Additional Conventions
At this point I assume you’ve read the H-Group Beginner’s Guide. These are some additional conventions that I think you should know, in order of most to least important.
If you haven’t played your first game yet don’t worry about any of this!! (Except for DDA if you’re playing with 2 players because you will lose otherwise. Probably.)
Double Discard Avoidance (DDA)
If the player before you discards a non-trash card, you must not discard unless you have evidence to the contrary the card you are discarding is not the second copy of that card.
- On turn 17 kiffff discards a blue 3.
- On turn 18 MutatingPhoenix proceeds to discard the next copy of blue 3, losing us the game.

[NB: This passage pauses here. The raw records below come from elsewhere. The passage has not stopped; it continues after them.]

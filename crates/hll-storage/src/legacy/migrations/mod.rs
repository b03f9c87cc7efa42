//! Ordered schema scripts for the legacy file.
//!
//! The applied version lives in `PRAGMA user_version`. Each script and the
//! version bump commit together, so an interrupted upgrade leaves the file
//! at the previous version. Scripts run when the store opens, before any
//! session operation is served.

use rusqlite::{Connection, TransactionBehavior};
use tracing::info;

use crate::errors::{BackendKind, Result, StorageError};

/// Embedded scripts; index `n` upgrades the file from version `n` to `n + 1`.
const SCRIPTS: &[(&str, &str)] = &[(
    "sessions and retired session ids",
    include_str!("v001_schema.sql"),
)];

/// Schema version this build writes.
pub fn latest_version() -> u32 {
    SCRIPTS.len() as u32
}

/// Version recorded in the file, 0 for a fresh file.
pub fn current_version(conn: &Connection) -> Result<u32> {
    conn.pragma_query_value(None, "user_version", |row| row.get(0))
        .map_err(|e| schema_error(format!("cannot read user_version: {e}")))
}

/// Bring the file up to [`latest_version`]. Returns the number of scripts run.
pub fn run_migrations(conn: &mut Connection) -> Result<u32> {
    let from = current_version(conn)?;
    if from > latest_version() {
        return Err(schema_error(format!(
            "file is at schema v{from}, newer than supported v{}",
            latest_version()
        )));
    }

    for (index, (description, sql)) in SCRIPTS.iter().enumerate().skip(from as usize) {
        let version = index as u32 + 1;
        let tx = conn.transaction_with_behavior(TransactionBehavior::Exclusive)?;
        tx.execute_batch(sql)
            .map_err(|e| schema_error(format!("v{version} ({description}): {e}")))?;
        tx.pragma_update(None, "user_version", version)?;
        tx.commit()?;
        info!(version, description, "legacy schema upgraded");
    }
    Ok(latest_version() - from)
}

fn schema_error(message: String) -> StorageError {
    StorageError::unavailable(BackendKind::Legacy, format!("schema: {message}"))
}
//! Metric names recorded through the `metrics` facade.
//!
//! The library never installs a recorder; the embedding process chooses the
//! exporter. Without one every call is a no-op.

use std::time::Instant;

use crate::errors::{BackendKind, Result};

/// Storage operations (counter, labels: operation, backend, outcome).
pub const STORAGE_OPERATIONS_TOTAL: &str = "storage_operations_total";
/// Storage operation latency (histogram, labels: operation, backend).
pub const STORAGE_OPERATION_DURATION_SECONDS: &str = "storage_operation_duration_seconds";
/// Secondary writes that failed during dual mode (counter, labels: operation, backend).
pub const STORAGE_DIVERGENCE_TOTAL: &str = "storage_divergence_total";
/// Secondary writes retried after transient failures (counter, labels: operation, backend).
pub const STORAGE_REPLICATION_RETRIES_TOTAL: &str = "storage_replication_retries_total";
/// Queued secondary writes (gauge).
pub const STORAGE_REPLICATION_BACKLOG: &str = "storage_replication_backlog";
/// Confirmed audit mismatches (counter, labels: kind).
pub const AUDIT_MISMATCHES_TOTAL: &str = "audit_mismatches_total";
/// Completed audit runs (counter).
pub const AUDIT_RUNS_TOTAL: &str = "audit_runs_total";
/// Events copied by backfill (counter).
pub const BACKFILL_ROWS_COPIED_TOTAL: &str = "backfill_rows_copied_total";
/// Backfill retries after transient failures (counter).
pub const BACKFILL_BATCH_RETRIES_TOTAL: &str = "backfill_batch_retries_total";

/// Record outcome and latency of one backend call.
pub(crate) fn observe<T>(
    operation: &'static str,
    backend: BackendKind,
    started: Instant,
    result: &Result<T>,
) {
    let outcome = match result {
        Ok(_) => "ok",
        Err(e) => e.label(),
    };
    metrics::counter!(
        STORAGE_OPERATIONS_TOTAL,
        "operation" => operation,
        "backend" => backend.as_str(),
        "outcome" => outcome
    )
    .increment(1);
    metrics::histogram!(
        STORAGE_OPERATION_DURATION_SECONDS,
        "operation" => operation,
        "backend" => backend.as_str()
    )
    .record(started.elapsed().as_secs_f64());
}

- So what happened here? b3 was not cluable at any point before kiff discarded since it was not the only copy left (no save clue) and it was not playable (no play clue).

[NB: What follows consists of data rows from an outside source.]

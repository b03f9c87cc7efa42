//! # hll-storage
//!
//! Durable storage for session logs across a live migration from a
//! single-file SQLite store to a partitioned Postgres store.
//!
//! - **Backends**: [`StorageBackend`], implemented by [`LegacyStore`]
//!   (table per session) and [`CentralStore`] (monthly partitions)
//! - **Modes**: [`ModeController`] holds the active [`BackendState`] and
//!   validates `legacy -> dual -> central` transitions
//! - **Coordinator**: [`DualWriteCoordinator`] is the caller-facing API; it
//!   writes the primary, replicates to the secondary per session in order,
//!   and records failures as divergences
//! - **Audit**: [`ConsistencyAuditor`] compares counts and checksums while
//!   dual-writing
//! - **Backfill**: [`BackfillMigrator`] copies history offline with a
//!   resumable checkpoint
//! - **Service**: [`StorageService`] wires all of the above from settings

#![deny(unsafe_code)]

pub mod audit;
pub mod backend;
pub mod backfill;
pub mod central;
pub mod coordinator;
pub mod errors;
pub mod legacy;
pub mod metrics;
pub mod mode;
pub mod service;

pub use audit::{AuditConfig, AuditReport, ConsistencyAuditor, Mismatch, SessionMismatch};
pub use backend::{
    EventCursor, SessionHandle, SessionStats, StorageBackend, read_events, session_checksum,
    validate_batch,
};
pub use backfill::{BackfillMigrator, BackfillOptions, BackfillReport, MigrationCheckpoint};
pub use central::{CentralStore, PgConnector};
pub use coordinator::{DivergenceLog, DivergenceRecord, DualWriteCoordinator, OperationKind};
pub use errors::{BackendKind, Result, StorageError};
pub use legacy::LegacyStore;
pub use mode::{BackendState, CentralConnector, ModeController, ModeSources};
pub use service::StorageService;
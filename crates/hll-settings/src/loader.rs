//! Settings loading with deep merge and environment variable overrides.
//!
//! Loading flow:
//! 1. Start with compiled [`StorageSettings::default()`]
//! 2. If the settings file exists, deep-merge its values over the defaults
//! 3. Apply `HLL_*` environment variable overrides (highest priority)
//! 4. Validate cross-field constraints
//!
//! Deep merge rules:
//! - Objects are merged recursively (source overrides target per-key)
//! - Arrays and primitives are replaced entirely by source
//! - Null values in source are skipped (preserving target)

use std::path::{Path, PathBuf};

use serde_json::Value;
use tracing::debug;

use crate::errors::{Result, SettingsError};
use crate::types::StorageSettings;

/// Env var naming an explicit settings file.
pub const SETTINGS_PATH_ENV: &str = "HLL_SETTINGS_PATH";

/// Resolve the settings file path: `$HLL_SETTINGS_PATH`, else `~/.hll/storage.json`.
pub fn settings_path() -> PathBuf {
    if let Some(explicit) = read_env_string(SETTINGS_PATH_ENV) {
        return PathBuf::from(explicit);
    }
    let home = std::env::var("HOME").unwrap_or_else(|_| "/tmp".to_string());
    PathBuf::from(home).join(".hll").join("storage.json")
}

/// Load settings from the default path with env var overrides.
pub fn load_settings() -> Result<StorageSettings> {
    load_settings_from_path(&settings_path())
}

/// Load settings from a specific path with env var overrides.
///
/// A missing file yields defaults. Invalid JSON or a failed validation is
/// an error.
pub fn load_settings_from_path(path: &Path) -> Result<StorageSettings> {
    let mut settings = load_file_layer(path)?;
    apply_env_overrides(&mut settings, |name| std::env::var(name).ok());
    validate(&settings)?;
    Ok(settings)
}

/// Defaults merged with the file at `path`, without env overrides.
pub fn load_file_layer(path: &Path) -> Result<StorageSettings> {
    let defaults = serde_json::to_value(StorageSettings::default())?;

    let merged = if path.exists() {
        debug!(?path, "loading settings from file");
        let content = std::fs::read_to_string(path)?;
        let user: Value = serde_json::from_str(&content)?;
        deep_merge(defaults, user)
    } else {
        debug!(?path, "settings file not found, using defaults");
        defaults
    };

    Ok(serde_json::from_value(merged)?)
}

/// Recursive deep merge of two JSON values.
pub fn deep_merge(target: Value, source: Value) -> Value {
    match (target, source) {
        (Value::Object(mut target_map), Value::Object(source_map)) => {
            for (key, source_val) in source_map {
                if source_val.is_null() {
                    continue;
                }
                let merged = if let Some(target_val) = target_map.remove(&key) {
                    deep_merge(target_val, source_val)
                } else {
                    source_val
                };
                let _ = target_map.insert(key, merged);
            }
            Value::Object(target_map)
        }
        (_, source) => source,
    }
}

/// Apply environment overrides, reading variables through `lookup`.
///
/// Invalid values are logged and ignored, falling back to file/default.
/// `HLL_STORAGE_MODE` is deliberately absent: the mode controller reads it
/// as a separate priority source.
pub fn apply_env_overrides<F>(settings: &mut StorageSettings, lookup: F)
where
    F: Fn(&str) -> Option<String>,
{
    let env = EnvReader { lookup };

    // ── Central store ───────────────────────────────────────────────
    if let Some(v) = env.string("HLL_DB_URL") {
        settings.central.url = Some(v);
    }
    if let Some(v) = env.u32_range("HLL_DB_POOL_MIN", 0, 1_000) {
        settings.central.pool_min_size = v;
    }
    if let Some(v) = env.u32_range("HLL_DB_POOL_MAX", 1, 1_000) {
        settings.central.pool_max_size = v;
    }
    if let Some(v) = env.u64_range("HLL_DB_ACQUIRE_TIMEOUT_MS", 1, 600_000) {
        settings.central.acquire_timeout_ms = v;
    }
    if let Some(v) = env.u64_range("HLL_DB_STATEMENT_TIMEOUT_MS", 1, 3_600_000) {
        settings.central.statement_timeout_ms = Some(v);
    }

    // ── Legacy store ────────────────────────────────────────────────
    if let Some(v) = env.string("HLL_SQLITE_PATH") {
        settings.legacy.path = v;
    }

    // ── Backfill / audit / logging ──────────────────────────────────
    if let Some(v) = env.u32_range("HLL_BACKFILL_BATCH_SIZE", 1, 1_000_000) {
        settings.backfill.batch_size = v;
    }
    if let Some(v) = env.u64_range("HLL_AUDIT_TOLERANCE", 0, u64::MAX) {
        settings.audit.count_tolerance = v;
    }
    if let Some(v) = env.string("HLL_LOG_LEVEL") {
        settings.logging.level = v;
    }
    if let Some(v) = env.bool("HLL_LOG_JSON") {
        settings.logging.json = v;
    }
}

/// Reject settings that cannot work together.
pub fn validate(settings: &StorageSettings) -> Result<()> {
    let central = &settings.central;
    if central.pool_max_size == 0 {
        return Err(invalid("central.poolMaxSize must be greater than 0"));
    }
    if central.pool_min_size > central.pool_max_size {
        return Err(SettingsError::InvalidValue(format!(
            "central.poolMinSize ({}) exceeds central.poolMaxSize ({})",
            central.pool_min_size, central.pool_max_size
        )));
    }
    if settings.legacy.pool_size == 0 {
        return Err(invalid("legacy.poolSize must be greater than 0"));
    }
    if settings.legacy.read_page_size == 0 || central.read_page_size == 0 {
        return Err(invalid("readPageSize must be greater than 0"));
    }
    if settings.backfill.batch_size == 0 {
        return Err(invalid("backfill.batchSize must be greater than 0"));
    }
    if settings.audit.confirmations == 0 {
        return Err(invalid("audit.confirmations must be greater than 0"));
    }
    if settings.audit.interval_secs == 0 {
        return Err(invalid("audit.intervalSecs must be greater than 0"));
    }
    if settings.replication.lane_idle_ms == 0 {
        return Err(invalid("replication.laneIdleMs must be greater than 0"));
    }
    Ok(())
}

fn invalid(msg: &str) -> SettingsError {
    SettingsError::InvalidValue(msg.to_string())
}

// ── Pure parsing functions (testable without env vars) ──────────────────────

/// Parse a string as a boolean.
///
/// Accepts (case-insensitive): `true`/`1`/`yes`/`on` or `false`/`0`/`no`/`off`.
pub fn parse_bool(val: &str) -> Option<bool> {
    match val.to_lowercase().as_str() {
        "true" | "1" | "yes" | "on" => Some(true),
        "false" | "0" | "no" | "off" => Some(false),
        _ => None,
    }
}

/// Parse a string as a `u32` within a range.
pub fn parse_u32_range(val: &str, min: u32, max: u32) -> Option<u32> {
    let n: u32 = val.trim().parse().ok()?;
    (n >= min && n <= max).then_some(n)
}

/// Parse a string as a `u64` within a range.
pub fn parse_u64_range(val: &str, min: u64, max: u64) -> Option<u64> {
    let n: u64 = val.trim().parse().ok()?;
    (n >= min && n <= max).then_some(n)
}

// ── Env var readers (thin wrappers) ─────────────────────────────────────────

fn read_env_string(name: &str) -> Option<String> {
    std::env::var(name).ok().filter(|v| !v.is_empty())
}

struct EnvReader<F> {
    lookup: F,
}

impl<F> EnvReader<F>
where
    F: Fn(&str) -> Option<String>,
{
    fn string(&self, name: &str) -> Option<String> {
        (self.lookup)(name).filter(|v| !v.is_empty())
    }

    fn bool(&self, name: &str) -> Option<bool> {
        let val = self.string(name)?;
        let result = parse_bool(&val);
        if result.is_none() {
            tracing::warn!(key = name, value = %val, "invalid boolean env var, ignoring");
        }
        result
    }

    fn u32_range(&self, name: &str, min: u32, max: u32) -> Option<u32> {
        let val = self.string(name)?;
        let result = parse_u32_range(&val, min, max);
        if result.is_none() {
            tracing::warn!(key = name, value = %val, "invalid u32 env var, ignoring");
        }
        result
    }

    fn u64_range(&self, name: &str, min: u64, max: u64) -> Option<u64> {
        let val = self.string(name)?;
        let result = parse_u64_range(&val, min, max);
        if result.is_none() {
            tracing::warn!(key = name, value = %val, "invalid u64 env var, ignoring");
        }
        result
    }
}

// ─────────────────────────────────────────────────────────────────────────────
// Tests
// ─────────────────────────────────────────────────────────────────────────────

- Since kiff’s b3 was never saved, he correctly discards.
- Since MutatingPhoenix’s b3 was never saved, he discards, failing to consider what the team would’ve done if he had the second copy of b3.
- Here, MutatingPhoenix MUST do something else. He can stall with a tempo clue, a 5 stall, burn a clue (i.e. do a clue that gives no new information and is otherwise terrible), etc. He just cannot discard.

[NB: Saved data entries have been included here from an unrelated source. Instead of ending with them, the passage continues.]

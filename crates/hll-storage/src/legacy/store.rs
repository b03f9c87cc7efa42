//! [`LegacyStore`]: the per-session-table SQLite backend.
//!
//! Every call checks a connection out of the `r2d2` pool inside
//! [`tokio::task::spawn_blocking`], so disk I/O never stalls the runtime.
//! Writes open an `IMMEDIATE` transaction, which serializes writers on the
//! database file and keeps each operation all-or-nothing.

use std::path::Path;

use async_trait::async_trait;
use chrono::{DateTime, Utc};
use hll_core::{EventRange, LogEvent, SessionId, SessionIdRange, SessionMeta, SessionRecord};
use hll_settings::LegacySettings;
use rusqlite::{Connection, Transaction, TransactionBehavior};
use tracing::{debug, info, instrument};

use super::connection::{self, ConnectionConfig, ConnectionPool};
use super::migrations::run_migrations;
use super::repositories::{LogRepo, SessionRepo, StoredSession};
use crate::backend::{
    EventCursor, SessionHandle, SessionStats, StorageBackend, check_close, validate_batch,
};
use crate::errors::{BackendKind, Result, StorageError};

/// SQLite-backed legacy store.
#[derive(Clone)]
pub struct LegacyStore {
    pool: ConnectionPool,
    read_page_size: usize,
}

impl LegacyStore {
    /// Open the store described by `settings`, applying pending migrations.
    pub fn open(settings: &LegacySettings) -> Result<Self> {
        let store = Self::open_path(Path::new(&settings.path), &settings.into())?;
        Ok(store.with_read_page_size(settings.read_page_size as usize))
    }

    /// Open a store file with explicit pool settings.
    pub fn open_path(path: &Path, config: &ConnectionConfig) -> Result<Self> {
        let pool = connection::new_file(path, config)?;
        let applied = {
            let mut conn = pool.get()?;
            run_migrations(&mut conn)?
        };
        info!(path = %path.display(), applied, "legacy store opened");
        Ok(Self {
            pool,
            read_page_size: 500,
        })
    }

    /// Override the page size used by streamed reads.
    #[must_use]
    pub fn with_read_page_size(mut self, size: usize) -> Self {
        self.read_page_size = size.max(1);
        self
    }

    async fn with_conn<T, F>(&self, f: F) -> Result<T>
    where
        T: Send + 'static,
        F: FnOnce(&Connection) -> Result<T> + Send + 'static,
    {
        let pool = self.pool.clone();
        tokio::task::spawn_blocking(move || {
            let conn = pool.get()?;
            f(&conn)
        })
        .await
        .map_err(|e| StorageError::unavailable(BackendKind::Legacy, format!("blocking task failed: {e}")))?
    }
}

fn write_tx(conn: &Connection) -> Result<Transaction<'_>> {
    Ok(Transaction::new_unchecked(conn, TransactionBehavior::Immediate)?)
}

fn require(conn: &Connection, id: SessionId) -> Result<StoredSession> {
    SessionRepo::get(conn, id)?.ok_or(StorageError::UnknownSession(id))
}

#[async_trait]
impl StorageBackend for LegacyStore {
    fn kind(&self) -> BackendKind {
        BackendKind::Legacy
    }

    async fn ping(&self) -> Result<()> {
        self.with_conn(|conn| {
            let _: i64 = conn.query_row("SELECT 1", [], |row| row.get(0))?;
            Ok(())
        })
        .await
    }

    #[instrument(skip_all, fields(session_id = %meta.id))]
    async fn create_session(&self, meta: &SessionMeta) -> Result<SessionHandle> {
        let record = SessionRecord::from_meta(meta);
        let handle = SessionHandle {
            id: meta.id,
            start_time: meta.start_time,
        };
        self.with_conn(move |conn| {
            let tx = write_tx(conn)?;
            if SessionRepo::is_retired(&tx, record.id)? || SessionRepo::get(&tx, record.id)?.is_some() {
                return Err(StorageError::AlreadyExists(record.id));
            }
            SessionRepo::insert(&tx, &record)?;
            LogRepo::create_table(&tx, record.id)?;
            tx.commit()?;
            debug!("session table created");
            Ok(handle)
        })
        .await
    }

    async fn append_events(&self, session_id: SessionId, batch: &[LogEvent]) -> Result<()> {
        let Some(last) = batch.last().map(|e| e.log_seq) else {
            return Ok(());
        };
        let batch = batch.to_vec();
        self.with_conn(move |conn| {
            let tx = write_tx(conn)?;
            let stored = require(&tx, session_id)?;
            validate_batch(session_id, stored.last_log_seq, &batch)?;
            LogRepo::insert_batch(&tx, session_id, &batch)?;
            SessionRepo::set_last_seq(&tx, session_id, last)?;
            tx.commit()?;
            Ok(())
        })
        .await
    }

    fn read_page_size(&self) -> usize {
        self.read_page_size
    }

    async fn read_page(
        &self,
        session_id: SessionId,
        range: &EventRange,
        after: Option<EventCursor>,
        limit: usize,
    ) -> Result<Vec<LogEvent>> {
        let range = range.clone();
        self.with_conn(move |conn| {
            let _ = require(conn, session_id)?;
            LogRepo::page(conn, session_id, &range, after, limit)
        })
        .await
    }

    async fn read_after_sequence(
        &self,
        session_id: SessionId,
        after_seq: Option<i64>,
        limit: usize,
    ) -> Result<Vec<LogEvent>> {
        self.with_conn(move |conn| {
            let _ = require(conn, session_id)?;
            LogRepo::after_sequence(conn, session_id, after_seq, limit)
        })
        .await
    }

    async fn close_session(&self, session_id: SessionId, end_time: DateTime<Utc>) -> Result<()> {
        self.with_conn(move |conn| {
            let tx = write_tx(conn)?;
            let stored = require(&tx, session_id)?;
            if check_close(session_id, stored.record.closed, stored.record.end_time, end_time)? {
                SessionRepo::set_closed(&tx, session_id, end_time)?;
            }
            tx.commit()?;
            Ok(())
        })
        .await
    }

    async fn mark_session_deleted(&self, session_id: SessionId, at: DateTime<Utc>) -> Result<()> {
        self.with_conn(move |conn| {
            if SessionRepo::mark_deleted(conn, session_id, at)? {
                Ok(())
            } else {
                Err(StorageError::UnknownSession(session_id))
            }
        })
        .await
    }

    #[instrument(skip_all, fields(session_id = %session_id))]
    async fn delete_session(&self, session_id: SessionId) -> Result<()> {
        self.with_conn(move |conn| {
            let tx = write_tx(conn)?;
            LogRepo::drop_table(&tx, session_id)?;
            let existed = SessionRepo::delete(&tx, session_id)?;
            SessionRepo::retire(&tx, session_id, Utc::now())?;
            tx.commit()?;
            debug!(existed, "session deleted");
            Ok(())
        })
        .await
    }

    async fn get_session(&self, session_id: SessionId) -> Result<Option<SessionRecord>> {
        self.with_conn(move |conn| Ok(SessionRepo::get(conn, session_id)?.map(|s| s.record)))
            .await
    }

    async fn list_sessions(&self, range: SessionIdRange) -> Result<Vec<SessionRecord>> {
        self.with_conn(move |conn| {
            Ok(SessionRepo::list(conn, range)?
                .into_iter()
                .map(|s| s.record)
                .collect())
        })
        .await
    }

    async fn import_session(&self, record: &SessionRecord) -> Result<()> {
        let record = record.clone();
        self.with_conn(move |conn| {
            let tx = write_tx(conn)?;
            if SessionRepo::is_retired(&tx, record.id)? {
                return Err(StorageError::AlreadyExists(record.id));
            }
            SessionRepo::upsert(&tx, &record)?;
            LogRepo::create_table(&tx, record.id)?;
            tx.commit()?;
            Ok(())
        })
        .await
    }

    async fn session_stats(&self, session_id: SessionId) -> Result<SessionStats> {
        self.with_conn(move |conn| {
            let _ = require(conn, session_id)?;
            LogRepo::stats(conn, session_id)
        })
        .await
    }

    async fn purge_expired_sessions(&self, before: DateTime<Utc>) -> Result<Vec<SessionId>> {
        self.with_conn(move |conn| {
            let tx = write_tx(conn)?;
            let ids = SessionRepo::expired_ids(&tx, before)?;
            let now = Utc::now();
            for id in &ids {
                LogRepo::drop_table(&tx, *id)?;
                let _ = SessionRepo::delete(&tx, *id)?;
                SessionRepo::retire(&tx, *id, now)?;
            }
            tx.commit()?;
            if !ids.is_empty() {
                info!(purged = ids.len(), "purged expired legacy sessions");
            }
            Ok(ids)
        })
        .await
    }
}

// ─────────────────────────────────────────────────────────────────────────────
// Tests
// ─────────────────────────────────────────────────────────────────────────────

Now notice I said “you must not discard unless you have evidence to the contrary the card you are discarding is not the second copy of that card.” Here’s an example:
- On turn 22 kiffff discards a blue 4.
- On turn 23 reychen discards. On the surface this violates DDA — what if my chop (g3) was the other b4?
- Rewinding to turn 8, we see that the g3 is not clued when I receive a 4 clue, meaning that I know for sure it isn’t b4. Thus I can discard.
Reverse/Layered/Multiple Finesses and Prompts
- Play clues on finessable cards can be delayed (reverse finesse).
- There can be multiple cards (sometimes unrelated — see layered and clandestine finesses) that need to be played for the clued card to be immediately playable.
Sarcastic Discard
If (say) two b3’s are clued, and one person realizes they have b3, they can discard to let the other person know they have the b3. This is the Sarcastic Discard.
5 Chop Move (5CM)
Read 5CM on H-Group Conventions.
It’s not super important you know how to do this per se, just that you don’t randomly give 5 stall clues when you have something else to do (e.g. discarding).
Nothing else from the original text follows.